How many people can get to go and have a hit in the nets with Steve Smith, or go and play golf with Adam Scott or whatever? But in cycling, you can go for rides with guys, you can see them out on the road, you can see the people ride, and ride with Cadel Evans. You can do things like that in cycling, so there's a wonderful access there that other sports don't have.

FELICITY:

Absolutely. It's so engaging, and I think that's what makes it so lovable and enjoyable. People, it's rewarding. They actually get to engage with the top athletes, like you say, they're so accessible, even at Tour Down Under. It's quite gob smacking really when you think, that they're the pinnacle of their career, and we're able to chat with them. Whereas you can't get that with Grand Prix drivers or, like you say, the cricket, or soccer.
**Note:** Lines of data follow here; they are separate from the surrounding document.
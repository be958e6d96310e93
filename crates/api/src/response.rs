//! The consistent JSON response envelope.
//!
//! Every endpoint answers with the same shape:
//!
//! ```json
//! {
//!   "success": true,
//!   "status_code": 200,
//!   "message": "some message",
//!   "data": {},
//!   "errors": {},
//!   "meta": {}
//! }
//! ```
//!
//! `success` is derived from the status code; absent sections are omitted
//! rather than serialized as null.

use std::collections::BTreeMap;

use axum::Json;
use axum::http::StatusCode;
use axum::response::{IntoResponse, Response};
use serde::Serialize;
use serde_json::Value;

/// Builder for the standard response envelope.
#[derive(Debug, Clone, Serialize)]
pub struct ApiResponse {
    pub success: bool,
    pub status_code: u16,
    #[serde(skip_serializing_if = "Option::is_none")]
    pub message: Option<String>,
    #[serde(skip_serializing_if = "Option::is_none")]
    pub data: Option<Value>,
    #[serde(skip_serializing_if = "Option::is_none")]
    pub errors: Option<Value>,
    #[serde(skip_serializing_if = "BTreeMap::is_empty")]
    pub meta: BTreeMap<String, Value>,
}

impl ApiResponse {
    fn new(status: StatusCode) -> Self {
        Self {
            success: status.is_success(),
            status_code: status.as_u16(),
            message: None,
            data: None,
            errors: None,
            meta: BTreeMap::new(),
        }
    }

    /// 200 with payload and message.
    pub fn success(data: impl Serialize, message: impl Into<String>) -> Self {
        Self::new(StatusCode::OK)
            .with_message(message)
            .with_data(data)
    }

    /// 201 with payload and message.
    pub fn created(data: impl Serialize, message: impl Into<String>) -> Self {
        Self::new(StatusCode::CREATED)
            .with_message(message)
            .with_data(data)
    }

    /// An error envelope with an arbitrary status.
    pub fn error(status: StatusCode, message: impl Into<String>) -> Self {
        Self::new(status).with_message(message)
    }

    /// 422 carrying a field-keyed error map.
    pub fn validation_error(errors: impl Serialize) -> Self {
        let mut response =
            Self::new(StatusCode::UNPROCESSABLE_ENTITY).with_message("Validation failed");
        response.errors = serde_json::to_value(errors).ok();
        response
    }

    pub fn with_message(mut self, message: impl Into<String>) -> Self {
        self.message = Some(message.into());
        self
    }

    pub fn with_data(mut self, data: impl Serialize) -> Self {
        // A null payload is omitted rather than serialized as "data": null.
        self.data = match serde_json::to_value(data) {
            Ok(Value::Null) | Err(_) => None,
            Ok(value) => Some(value),
        };
        self
    }

    /// Attaches a meta entry such as `total_enrollments`.
    pub fn with_meta(mut self, key: impl Into<String>, value: impl Serialize) -> Self {
        if let Ok(value) = serde_json::to_value(value) {
            self.meta.insert(key.into(), value);
        }
        self
    }
}

impl IntoResponse for ApiResponse {
    fn into_response(self) -> Response {
        let status =
            StatusCode::from_u16(self.status_code).unwrap_or(StatusCode::INTERNAL_SERVER_ERROR);
        (status, Json(self)).into_response()
    }
}

#[cfg(test)]
mod tests {
    use super::*;

    #[test]
    fn success_envelope_carries_data_and_message() {
        let response = ApiResponse::success(serde_json::json!({"id": 1}), "Success");
        let json = serde_json::to_value(&response).unwrap();
        assert_eq!(json["success"], true);
        assert_eq!(json["status_code"], 200);
        assert_eq!(json["data"]["id"], 1);
        assert_eq!(json["message"], "Success");
        assert!(json.get("errors").is_none());
        assert!(json.get("meta").is_none());
    }

    #[test]
    fn error_envelope_is_not_successful() {
        let response = ApiResponse::error(StatusCode::NOT_FOUND, "Course with ID 1 not found");
        let json = serde_json::to_value(&response).unwrap();
        assert_eq!(json["success"], false);
        assert_eq!(json["status_code"], 404);
    }

    #[test]
    fn meta_entries_are_included_when_present() {
        let response = ApiResponse::success(Vec::<i32>::new(), "ok").with_meta("total", 3);
        let json = serde_json::to_value(&response).unwrap();
        assert_eq!(json["meta"]["total"], 3);
    }

    #[test]
    fn validation_envelope_keeps_the_field_map() {
        let mut errors = domain::ValidationErrors::new();
        errors.add("title", "title is required");
        let response = ApiResponse::validation_error(&errors);
        let json = serde_json::to_value(&response).unwrap();
        assert_eq!(json["status_code"], 422);
        assert_eq!(json["errors"]["title"][0], "title is required");
    }
}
You just don't have that access, so I agree with you, I think it's an amazing sport for that reason, apart from everything else.

JASON:

Yeah, that's right.

FELICITY:

So, with our listeners, if they'd like to get in touch with you, shall we direct them to your website? Is that how, if anyone would like to get in touch with you? I know you're a boutique business, so you might not want.

JASON:

It depends what they want to get in touch with me for Felicity. So if it's for signed jerseys or photos of Cadel, or all that, then probably not. But all our details are on the website, and we're probably not, we don't have a huge public face. It's not the sort of business we are. We are, as you say, boutique business. We do our best, but we're not probably resourced. It's not like an AFL club where people would, you get a lot of charity requests, and requests for merchandise, and this and that, and whatever else. We're probably not resourced in that way, and not set up to be that. So I think any of those sort of requests, I'm always pretty keen to see them go through to the teams of people. That's where those sorts of things should go.
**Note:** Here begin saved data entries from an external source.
//! Business services for the e-learning API.
//!
//! Each service is generic over the store traits it consumes and receives
//! its store handle at construction time (constructor injection; no global
//! state). [`EnrollmentService`] is the heart of the system: it coordinates
//! the Course and Enrollment aggregates inside a single unit of work so the
//! capacity invariants hold even under concurrent requests.

pub mod auth;
pub mod course;
pub mod enrollment;
pub mod error;
pub mod student;

pub use auth::{AuthConfig, AuthError, AuthService, Claims, IssuedTokens, RefreshedToken};
pub use course::{CourseService, NewCourse, UpdateCourse};
pub use enrollment::EnrollmentService;
pub use error::ServiceError;
pub use student::{NewStudent, StudentService, UpdateStudent};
But anyway, our details www.signaturesport.com.au and hopefully we've got some exciting times ahead, and the growth of our business and our athletes, and seeing their careers grow and evolve is wonderful. From our relationships with some of our key clients, and obviously the Cadel Evans Great Ocean Road Race, and Towards Zero Race Melbourne, and the role those two events play on the cycling calendar now in Australia. It's very exciting to be a part of.
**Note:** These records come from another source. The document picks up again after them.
//! Enrollment service: the transactional core of the system.

use common::{CourseId, EnrollmentId, StudentId};
use domain::{Enrollment, EnrollmentError};
use store::{EnrollmentStore, EnrollmentTxn};

use crate::error::{Result, ServiceError};

/// Orchestrates the enroll / complete / cancel transitions across the
/// Course and Enrollment aggregates.
///
/// Every precondition check and both writes of an `enroll` call run inside
/// one unit of work: either all checks pass and both writes commit, or the
/// first failure aborts the whole transaction. The service performs no
/// local recovery and exposes no partial-success state.
#[derive(Clone)]
pub struct EnrollmentService<S> {
    store: S,
}

impl<S: EnrollmentStore> EnrollmentService<S> {
    /// Creates a new enrollment service over the given store.
    pub fn new(store: S) -> Self {
        Self { store }
    }

    /// Enrolls a student into a course.
    ///
    /// Preconditions are checked in order, first failure wins:
    /// 1. the course exists,
    /// 2. the student exists,
    /// 3. no enrollment row exists for the (student, course) pair,
    /// 4. the course is published with free capacity,
    /// 5. the student is under their enroll limit.
    ///
    /// On success the enrollment row is inserted and the course's
    /// `current_enrolled` counter incremented, atomically.
    #[tracing::instrument(skip(self))]
    pub async fn enroll(&self, student_id: StudentId, course_id: CourseId) -> Result<Enrollment> {
        let start = std::time::Instant::now();
        metrics::counter!("enrollments_attempted_total").increment(1);

        let mut txn = self.store.begin_enrollment().await?;

        match Self::enroll_in_txn(txn.as_mut(), student_id, course_id).await {
            Ok(enrollment) => {
                txn.commit().await?;
                metrics::counter!("enrollments_created_total").increment(1);
                metrics::histogram!("enrollment_duration_seconds")
                    .record(start.elapsed().as_secs_f64());
                tracing::info!(%student_id, %course_id, "student enrolled");
                Ok(enrollment)
            }
            Err(err) => {
                txn.rollback().await?;
                metrics::counter!("enrollments_rejected_total").increment(1);
                Err(err)
            }
        }
    }

    async fn enroll_in_txn(
        txn: &mut dyn EnrollmentTxn,
        student_id: StudentId,
        course_id: CourseId,
    ) -> Result<Enrollment> {
        // Locking the course row first serializes concurrent enrolls into
        // the same course; the capacity check below stays valid until commit.
        let mut course = txn
            .find_course_for_update(course_id)
            .await?
            .ok_or(ServiceError::NotFound {
                entity: "Course",
                id: course_id.as_i64(),
            })?;

        let student = txn
            .find_student(student_id)
            .await?
            .ok_or(ServiceError::NotFound {
                entity: "Student",
                id: student_id.as_i64(),
            })?;

        if txn
            .find_by_course_and_student(course_id, student_id)
            .await?
            .is_some()
        {
            return Err(EnrollmentError::AlreadyEnrolled {
                student_id,
                course_id,
            }
            .into());
        }

        let active_count = txn.count_active_by_course(course_id).await?;
        if !course.can_enroll(active_count) {
            return Err(EnrollmentError::CourseUnavailable { course_id }.into());
        }

        let student_active = txn.count_active_by_student(student_id).await?;
        if !student.can_enroll_more(student_active) {
            return Err(EnrollmentError::EnrollLimitReached {
                student_id,
                limit: student.enroll_limit,
            }
            .into());
        }

        let enrollment = Enrollment::new(student_id, course_id);
        enrollment.validate()?;
        let enrollment = txn.insert_enrollment(&enrollment).await?;

        course.on_enroll();
        txn.update_course(&course).await?;

        Ok(enrollment)
    }

    /// Marks an enrollment completed.
    ///
    /// The seat stays historically consumed: completion does not free
    /// capacity, so the course counter is untouched.
    #[tracing::instrument(skip(self))]
    pub async fn complete_enrollment(&self, id: EnrollmentId) -> Result<Enrollment> {
        let mut enrollment =
            self.store
                .find_enrollment(id)
                .await?
                .ok_or(ServiceError::NotFound {
                    entity: "Enrollment",
                    id: id.as_i64(),
                })?;

        enrollment.complete()?;
        self.store.update_enrollment(&enrollment).await?;

        metrics::counter!("enrollments_completed_total").increment(1);
        tracing::info!(enrollment_id = %id, "enrollment completed");
        Ok(enrollment)
    }

    /// Cancels an enrollment, freeing the capacity slot that enroll
    /// consumed.
    #[tracing::instrument(skip(self))]
    pub async fn cancel_enrollment(&self, id: EnrollmentId) -> Result<Enrollment> {
        let mut txn = self.store.begin_enrollment().await?;

        match Self::cancel_in_txn(txn.as_mut(), id).await {
            Ok(enrollment) => {
                txn.commit().await?;
                metrics::counter!("enrollments_cancelled_total").increment(1);
                tracing::info!(enrollment_id = %id, "enrollment cancelled");
                Ok(enrollment)
            }
            Err(err) => {
                txn.rollback().await?;
                Err(err)
            }
        }
    }

    async fn cancel_in_txn(txn: &mut dyn EnrollmentTxn, id: EnrollmentId) -> Result<Enrollment> {
        let mut enrollment = txn
            .find_enrollment(id)
            .await?
            .ok_or(ServiceError::NotFound {
                entity: "Enrollment",
                id: id.as_i64(),
            })?;

        enrollment.cancel()?;

        if let Some(mut course) = txn.find_course_for_update(enrollment.course_id).await? {
            course.on_cancel_enrollment();
            txn.update_course(&course).await?;
        }

        txn.update_enrollment(&enrollment).await?;

        Ok(enrollment)
    }

    /// Returns all enrollments of a student, most recently enrolled first.
    ///
    /// Pure read; no invariants to enforce.
    #[tracing::instrument(skip(self))]
    pub async fn enrollments_by_student(&self, student_id: StudentId) -> Result<Vec<Enrollment>> {
        Ok(self.store.enrollments_by_student(student_id).await?)
    }
}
As you said at the start, you referred to me as a cyclist myself, which is very kind of you. Most people wouldn't call me that, they'd just call me a person on a bike, not necessarily a cyclist. But I do enjoy getting out since I've finished sport. It's really good for my health obviously, but it's below the shoulders, and it's extremely good for my mental health above the shoulders.

FELICITY:

Absolutely.

JASON:

That's what I find about it. We just need everyone on the roads to be a little bit more considerate of one another, and just follow the rules a bit more and make it a bit safer, and everyone be a bit more careful and patient, and it'll be even better fun.

But anyway, that's something I'll leave it with.

FELICITY:

Yeah, absolutely. Well I'd like to thank you for being part of our podcast today, and it's been fascinating, and I look forward to seeing how your athletes evolve and progress, and I wish them every success as I do you.

JASON:

Thanks Felicity, it's been a pleasure.